Oxidase-mimicking nanozymes with specificity for catalyzing oxidation of aromatic amines are of great significance for recognition of aromatic amines but rarely reported. Herein, Cu-A nanozyme (synthesized with Cu2+ as a node and adenine as a linker) could specifically catalyze oxidation of o-phenylenediamine (OPD) in Britton-Robinson buffer solution. Such a specific catalytic performance was also corroborated with other aromatic amines, such as p-phenylenediamine (PPD), 1,5-naphthalene diamine (1,5-NDA), 1,8-naphthalene diamine (1,8-NDA), and 2-aminoanthracene (2-AA). Moreover, the presence of salts (1 mM NaNO2, NaHCO3, NH4Cl, KCl, NaCl, NaBr, and NaI) greatly mediated the catalytic activity with the order of NaNO2 < blank ≈ NaHCO3 < NH4Cl ≈ KCl ≈ NaCl < NaBr < NaI, which was due to anions sequentially increasing interfacial Cu+ content via anionic redox reaction, while the effect of cations was negligible. With the increased Cu+ content, Km decreased and Vmax increased, indicating valence-engineered catalytic activity.
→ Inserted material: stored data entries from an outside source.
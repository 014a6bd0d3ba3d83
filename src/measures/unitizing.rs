//! Krippendorff's alpha for unitizing studies.
//!
//! Follows the structure of Krippendorff's uα: per category, observed
//! disagreement sums the interval distance over ordered rater pairs —
//! `(Δbegin)² + (Δend)²` for overlapping units of the category, `length²`
//! for a unit falling wholly inside the other rater's gap — normalized by
//! `m(m−1)L²`. Expected disagreement applies the same distance with each
//! unit relocated uniformly over the continuum against the opposing
//! rater's fixed sections, evaluated in closed form (no sampling). Perfect
//! agreement yields 1.0; chance-level annotation yields ≈ 0.

use std::collections::BTreeSet;

use crate::measures::{AgreementMeasure, CategorySpecificAgreement};
use crate::study::unitizing::{UnitizingStudy, UnitizingUnit};

/// Krippendorff's alpha over a unitizing study (interval distance).
pub struct KrippendorffAlphaUnitizingAgreement<'a> {
    study: &'a UnitizingStudy,
}

/// A contiguous stretch of one rater's continuum: either a unit of the
/// category under analysis or a gap between such units.
#[derive(Debug, Clone, Copy)]
struct Section {
    begin: i64,
    length: i64,
}

impl Section {
    fn end(&self) -> i64 {
        self.begin + self.length
    }
}

impl<'a> KrippendorffAlphaUnitizingAgreement<'a> {
    /// Wrap a study.
    #[must_use]
    pub fn new(study: &'a UnitizingStudy) -> Self {
        Self { study }
    }

    /// The category's observed disagreement, normalized by `m(m−1)L²`.
    pub fn observed_category_disagreement(&self, category: &str) -> f64 {
        self.normalize(self.raw_observed(category))
    }

    /// The category's expected disagreement under uniform relocation,
    /// normalized by `m(m−1)L²`.
    pub fn expected_category_disagreement(&self, category: &str) -> f64 {
        self.normalize(self.raw_expected(category))
    }

    fn normalize(&self, raw: f64) -> f64 {
        let m = self.study.rater_count() as f64;
        let length = self.study.continuum_length() as f64;
        let denominator = m * (m - 1.0) * length * length;
        if denominator <= 0.0 {
            f64::NAN
        } else {
            raw / denominator
        }
    }

    fn units_of(&self, rater: usize, category: &str) -> Vec<Section> {
        self.study
            .units_of(rater, category)
            .map(|unit: &UnitizingUnit| Section {
                begin: unit.offset as i64,
                length: unit.length as i64,
            })
            .collect()
    }

    /// The complement of the rater's category coverage: maximal stretches
    /// of the continuum without any unit of the category.
    fn gaps_of(&self, rater: usize, category: &str) -> Vec<Section> {
        let length = self.study.continuum_length() as i64;
        let mut covered: Vec<(i64, i64)> = self
            .units_of(rater, category)
            .iter()
            .map(|section| (section.begin, section.end()))
            .collect();
        covered.sort_unstable();

        let mut gaps = Vec::new();
        let mut cursor = 0i64;
        for (begin, end) in covered {
            if begin > cursor {
                gaps.push(Section {
                    begin: cursor,
                    length: begin - cursor,
                });
            }
            cursor = cursor.max(end);
        }
        if cursor < length {
            gaps.push(Section {
                begin: cursor,
                length: length - cursor,
            });
        }
        gaps
    }

    fn raw_observed(&self, category: &str) -> f64 {
        let raters = self.study.rater_count();
        let mut total = 0i128;
        for rater1 in 0..raters {
            let units1 = self.units_of(rater1, category);
            if units1.is_empty() {
                continue;
            }
            for rater2 in 0..raters {
                if rater1 == rater2 {
                    continue;
                }
                let units2 = self.units_of(rater2, category);
                let gaps2 = self.gaps_of(rater2, category);
                for unit in &units1 {
                    for other in &units2 {
                        if unit.begin < other.end() && other.begin < unit.end() {
                            let db = unit.begin - other.begin;
                            let de = unit.end() - other.end();
                            total += (db * db + de * de) as i128;
                        }
                    }
                    for gap in &gaps2 {
                        if gap.begin <= unit.begin && unit.end() <= gap.end() {
                            total += (unit.length * unit.length) as i128;
                        }
                    }
                }
            }
        }
        total as f64
    }

    fn raw_expected(&self, category: &str) -> f64 {
        let raters = self.study.rater_count();
        let length = self.study.continuum_length() as i64;
        let mut total = 0.0f64;
        for rater1 in 0..raters {
            let units1 = self.units_of(rater1, category);
            if units1.is_empty() {
                continue;
            }
            for rater2 in 0..raters {
                if rater1 == rater2 {
                    continue;
                }
                let units2 = self.units_of(rater2, category);
                let gaps2 = self.gaps_of(rater2, category);
                for unit in &units1 {
                    let placements = length - unit.length + 1;
                    if placements <= 0 {
                        continue;
                    }
                    let mut sum = 0i128;
                    for other in &units2 {
                        sum += relocated_unit_distance(unit.length, other, length);
                    }
                    for gap in &gaps2 {
                        sum += relocated_gap_distance(unit.length, gap, length);
                    }
                    total += sum as f64 / placements as f64;
                }
            }
        }
        total
    }
}

impl AgreementMeasure for KrippendorffAlphaUnitizingAgreement<'_> {
    fn calculate_agreement(&self) -> f64 {
        if self.study.rater_count() < 2 || self.study.continuum_length() == 0 {
            return f64::NAN;
        }
        let categories: BTreeSet<&str> = self.study.categories();
        let mut observed = 0.0;
        let mut expected = 0.0;
        for category in categories {
            observed += self.raw_observed(category);
            expected += self.raw_expected(category);
        }
        if expected > 0.0 {
            1.0 - observed / expected
        } else {
            f64::NAN
        }
    }
}

impl CategorySpecificAgreement for KrippendorffAlphaUnitizingAgreement<'_> {
    fn calculate_category_agreement(&self, category: &str) -> f64 {
        if self.study.rater_count() < 2 || self.study.continuum_length() == 0 {
            return f64::NAN;
        }
        let observed = self.raw_observed(category);
        let expected = self.raw_expected(category);
        if expected > 0.0 {
            1.0 - observed / expected
        } else {
            f64::NAN
        }
    }
}

/// Sum of `(Δbegin)² + (Δend)²` over every placement of a unit of length
/// `a` that overlaps the fixed unit `other`, on a continuum of `length`
/// tokens.
fn relocated_unit_distance(a: i64, other: &Section, length: i64) -> i128 {
    let y = other.begin;
    let b = other.length;
    let x_lo = (y - a + 1).max(0);
    let x_hi = (y + b - 1).min(length - a);
    if x_lo > x_hi {
        return 0;
    }
    // Σ (x − y)² + Σ ((x + a) − (y + b))² over x in [x_lo, x_hi].
    sum_of_squares(x_lo - y, x_hi - y) + sum_of_squares(x_lo + a - y - b, x_hi + a - y - b)
}

/// Sum of `a²` over every placement of a unit of length `a` that falls
/// wholly inside the fixed gap `gap`.
fn relocated_gap_distance(a: i64, gap: &Section, length: i64) -> i128 {
    let x_lo = gap.begin.max(0);
    let x_hi = (gap.end() - a).min(length - a);
    if x_lo > x_hi {
        return 0;
    }
    (x_hi - x_lo + 1) as i128 * (a * a) as i128
}

/// Σ k² for k in `[lo, hi]`, zero when the range is empty.
fn sum_of_squares(lo: i64, hi: i64) -> i128 {
    if lo > hi {
        return 0;
    }
    // Σ_{k=0..n} k² for n ≥ 0.
    fn cumulative(n: i64) -> i128 {
        if n < 0 {
            return 0;
        }
        let n = n as i128;
        n * (n + 1) * (2 * n + 1) / 6
    }
    let positive = cumulative(hi) - cumulative(lo.max(0) - 1);
    let negative = if lo < 0 {
        // Σ k² for k in [lo, min(hi, -1)] mirrored onto the positive
        // range.
        cumulative(-lo) - cumulative(-(hi.min(-1)) - 1)
    } else {
        0
    };
    positive + negative
}

#[cfg(test)]
mod tests {
    use super::*;

    #[test]
    fn test_sum_of_squares() {
        assert_eq!(sum_of_squares(0, 3), 14);
        assert_eq!(sum_of_squares(1, 3), 14);
        assert_eq!(sum_of_squares(-2, 2), 10);
        assert_eq!(sum_of_squares(-3, -1), 14);
        assert_eq!(sum_of_squares(2, 1), 0);
    }

    #[test]
    fn test_perfect_agreement_is_one() {
        let mut study = UnitizingStudy::new(2, 10);
        study.add_unit(2, 3, 0, "PER");
        study.add_unit(2, 3, 1, "PER");
        let alpha = KrippendorffAlphaUnitizingAgreement::new(&study);
        assert!((alpha.calculate_agreement() - 1.0).abs() < 1e-12);
        assert!((alpha.calculate_category_agreement("PER") - 1.0).abs() < 1e-12);
    }

    #[test]
    fn test_boundary_disagreement_lowers_alpha() {
        let mut agree = UnitizingStudy::new(2, 10);
        agree.add_unit(2, 3, 0, "PER");
        agree.add_unit(2, 3, 1, "PER");

        let mut off_by_one = UnitizingStudy::new(2, 10);
        off_by_one.add_unit(2, 3, 0, "PER");
        off_by_one.add_unit(3, 3, 1, "PER");

        let full = KrippendorffAlphaUnitizingAgreement::new(&agree).calculate_agreement();
        let partial =
            KrippendorffAlphaUnitizingAgreement::new(&off_by_one).calculate_agreement();
        assert!(partial < full);
    }

    #[test]
    fn test_disjoint_units_score_low() {
        // Rater 1 marks a span rater 0 left blank and vice versa.
        let mut study = UnitizingStudy::new(2, 20);
        study.add_unit(0, 3, 0, "PER");
        study.add_unit(10, 3, 1, "PER");
        let alpha = KrippendorffAlphaUnitizingAgreement::new(&study).calculate_agreement();
        assert!(alpha < 0.5);
    }

    #[test]
    fn test_missing_category_for_one_rater() {
        // Only rater 0 uses LOC; observed disagreement comes from the
        // unit-in-gap term, so LOC agreement is below PER agreement.
        let mut study = UnitizingStudy::new(2, 10);
        study.add_unit(0, 2, 0, "PER");
        study.add_unit(0, 2, 1, "PER");
        study.add_unit(5, 2, 0, "LOC");
        let alpha = KrippendorffAlphaUnitizingAgreement::new(&study);
        let per = alpha.calculate_category_agreement("PER");
        let loc = alpha.calculate_category_agreement("LOC");
        assert!((per - 1.0).abs() < 1e-12);
        assert!(loc < per);
    }

    #[test]
    fn test_single_rater_is_undefined() {
        let mut study = UnitizingStudy::new(1, 10);
        study.add_unit(0, 2, 0, "PER");
        let alpha = KrippendorffAlphaUnitizingAgreement::new(&study);
        assert!(alpha.calculate_agreement().is_nan());
    }

    #[test]
    fn test_observed_hand_computed() {
        // Two raters, L = 2; identical single-token units at offset 0.
        // Unit-unit distance is 0 and neither unit sits inside the
        // other's gap, so observed disagreement is exactly 0 while the
        // relocation model leaves room for chance disagreement.
        let mut study = UnitizingStudy::new(2, 2);
        study.add_unit(0, 1, 0, "PER");
        study.add_unit(0, 1, 1, "PER");
        let alpha = KrippendorffAlphaUnitizingAgreement::new(&study);
        assert_eq!(alpha.raw_observed("PER"), 0.0);
        // Per ordered pair: gap [1,2) admits one in-gap placement of a
        // 1-token unit out of two placements -> 1²·1/2 = 0.5; both
        // ordered pairs together give 1.0.
        assert!((alpha.raw_expected("PER") - 1.0).abs() < 1e-12);
        assert!((alpha.calculate_agreement() - 1.0).abs() < 1e-12);
    }
}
Based on high specificity and satisfactory activity, a colorimetric sensor array with NaCl, NaBr, and NaI as sensing channels was constructed to identify five representative aromatic amines (OPD, PPD, 1,5-NDA, 1,8-NDA, and 2-AA) as low as 50 μM, quantitatively analyze single aromatic amine (with OPD and PPD as model analysts), and even identify 20 unknown samples with an accuracy of 100%. In addition, the performance was further validated through accurately recognizing various concentration ratios of binary, ternary, quaternary, and quinary mixtures. Finally, the practical applications were demonstrated by successfully discriminating five aromatic amines in tap, river, sewage, and sea water, providing a simple and feasible assay for large-scale scanning aromatic amine levels in environmental water samples.